| It doesnt matter how big it is, it's properties dont change. eg., it never says, "I like what you're wearing" because it likes what I'm wearing. It seems there's an entire generation of people taken-in by this word, "complexity" and it's just magic sauce that gets sprinkled over ad-copy for big tech. We know what it means to compute P(word|words), we know what it means that P("the sun is hot") > P("the sun is cold") ... and we know that by computing this, you arent actaully modelling the temperature of the sun. It's just so disheartening how everyone becomes so anthropomorphically credulous here... can we not even get sun worship out of tech? Is it not possible for people to understand that conditional probability structures do not model mental states?
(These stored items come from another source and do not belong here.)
//! CoreMark-PRO plugin command line.
//!
//! Runs a plugin step against a local CoreMark-PRO installation and prints
//! the step output on stdout.

use coremark_pro_plugin::{
    all_steps, schema, Config, CoreMarkPro, ErrorOutput, Result, StepId, StepOutput, StepResponse,
    TuneParams,
};

use clap::{Parser, Subcommand};
use serde::Serialize;
use std::path::{Path, PathBuf};
use std::process::ExitCode;
use tracing::info;

/// CoreMark-PRO plugin
#[derive(Parser, Debug)]
#[command(name = "coremark-pro-plugin")]
#[command(about = "Tune and certify CoreMark-PRO benchmark runs")]
#[command(version)]
struct Args {
    /// Configuration file path
    #[arg(short, long, env = "COREMARK_PRO_CONFIG", global = true)]
    config: Option<PathBuf>,

    /// CoreMark-PRO installation directory
    #[arg(long, env = "COREMARK_PRO_DIR", global = true)]
    install_dir: Option<PathBuf>,

    /// Log level
    #[arg(long, env = "LOG_LEVEL", global = true)]
    log_level: Option<String>,

    /// Enable JSON log format
    #[arg(long, env = "JSON_LOGS", global = true)]
    json_logs: bool,

    /// Print step output as JSON instead of YAML
    #[arg(long, global = true)]
    json: bool,

    #[command(subcommand)]
    command: Command,
}

#[derive(Subcommand, Debug)]
enum Command {
    /// List available steps
    List,
    /// Run one step
    Run {
        /// Step to run
        #[arg(short, long)]
        step: StepId,
        /// Step input (YAML or JSON)
        #[arg(short, long)]
        file: PathBuf,
    },
    /// Tune iterations, then certify with the tuned counts
    Pipeline {
        /// tune-iterations input (YAML or JSON)
        #[arg(short, long)]
        file: PathBuf,
    },
}

#[tokio::main]
async fn main() -> ExitCode {
    let args = Args::parse();

    let job = match &args.command {
        Command::List => {
            println!("Available steps:\n");
            for step in all_steps() {
                println!("  {} ({})\n      {}\n", step.id(), step.name(), step.description());
            }
            return ExitCode::SUCCESS;
        }
        Command::Run { step, file } => Job::Step(*step, file),
        Command::Pipeline { file } => Job::Pipeline(file),
    };

    let config = match load_config(&args) {
        Ok(config) => config,
        Err(e) => {
            eprintln!("{e}");
            return ExitCode::FAILURE;
        }
    };

    if let Err(e) = coremark_pro_plugin::telemetry::init_logging(&config.logging) {
        eprintln!("{e}");
        return ExitCode::FAILURE;
    }

    info!("Starting CoreMark-PRO plugin v{}", coremark_pro_plugin::VERSION);

    let response = match run(job, config).await {
        Ok(response) => response,
        Err(e) => {
            tracing::error!(category = e.category(), "{e}");
            StepResponse::Certified(StepOutput::Error(ErrorOutput::new(e.to_string())))
        }
    };

    if let Err(e) = print_output(&response, args.json) {
        eprintln!("{e}");
        return ExitCode::FAILURE;
    }

    if response.is_success() {
        ExitCode::SUCCESS
    } else {
        ExitCode::FAILURE
    }
}

fn load_config(args: &Args) -> Result<Config> {
    let mut config = match &args.config {
        Some(path) => Config::from_file(path)?,
        None => Config::from_env()?,
    };

    // Apply command line overrides
    if let Some(install_dir) = &args.install_dir {
        config.coremark.install_dir = install_dir.clone();
    }
    if let Some(level) = &args.log_level {
        config.logging.level = level.clone();
    }
    if args.json_logs {
        config.logging.json = true;
    }

    config.validate()?;
    Ok(config)
}

/// Work that needs a built plugin.
enum Job<'a> {
    Step(StepId, &'a Path),
    Pipeline(&'a Path),
}

async fn run(job: Job<'_>, config: Config) -> Result<StepResponse> {
    let plugin = CoreMarkPro::builder().with_config(config).build()?;

    match job {
        Job::Step(step, file) => {
            info!("Running step {} with input {:?}", step, file);
            plugin.run_step(step, file).await
        }
        Job::Pipeline(file) => {
            info!("Running tune-iterations and certify-all with input {:?}", file);
            let params: TuneParams = schema::load_input(file)?;
            Ok(StepResponse::Certified(plugin.tune_and_certify(&params).await?))
        }
    }
}

fn print_output(response: &impl Serialize, json: bool) -> Result<()> {
    let text = if json {
        serde_json::to_string_pretty(response)?
    } else {
        serde_yaml::to_string(response)?
    };
    println!("{}", text.trim_end());
    Ok(())
}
No model of conditional probabilities over text tokens, no matter how many text tokens it models, ever says, "the weather is nice in august" because it means the weather is nice in august. It has never been in an august; or in weahter; nor does it have the mental states for preference, desire.. nor has it's text generation been caused by the august weather. This is extremely obvious, as in, simply refelect on why the people who wrote those historical text did so.. and reflect on why an LLM generates this text... and you can see that even if an LLM produced word-for-word MLK's I have a dream speech, it does not have a dream. It has not suffered any oppression; nor organised any labour; nor made demands on the moral conscience of the public. This shouldnt need to be said to a crowd who can presumably understand what it means to take a distribution of text tokens and subset them. It doesnt matter how complex the weight structure of an NN is: this tells you only how compressed the conditional probability distribution is over many TBs of all of text history. |
Literally all of the pushback you're getting is because you're trivializing the choice of model architecture, claiming that it's all so obvious and simple and it's all the same thing in the end.
Yes, of course, these models have to be well-suited to run on our computers, in this case GPUs. And sure, it's an interesting perspective that maybe they work well because they are well-suited for GPUs and not because they have some deep fundamental meaning. But you can't act like everyone who doesn't agree with your perspective is just an AI hypebeast con artist.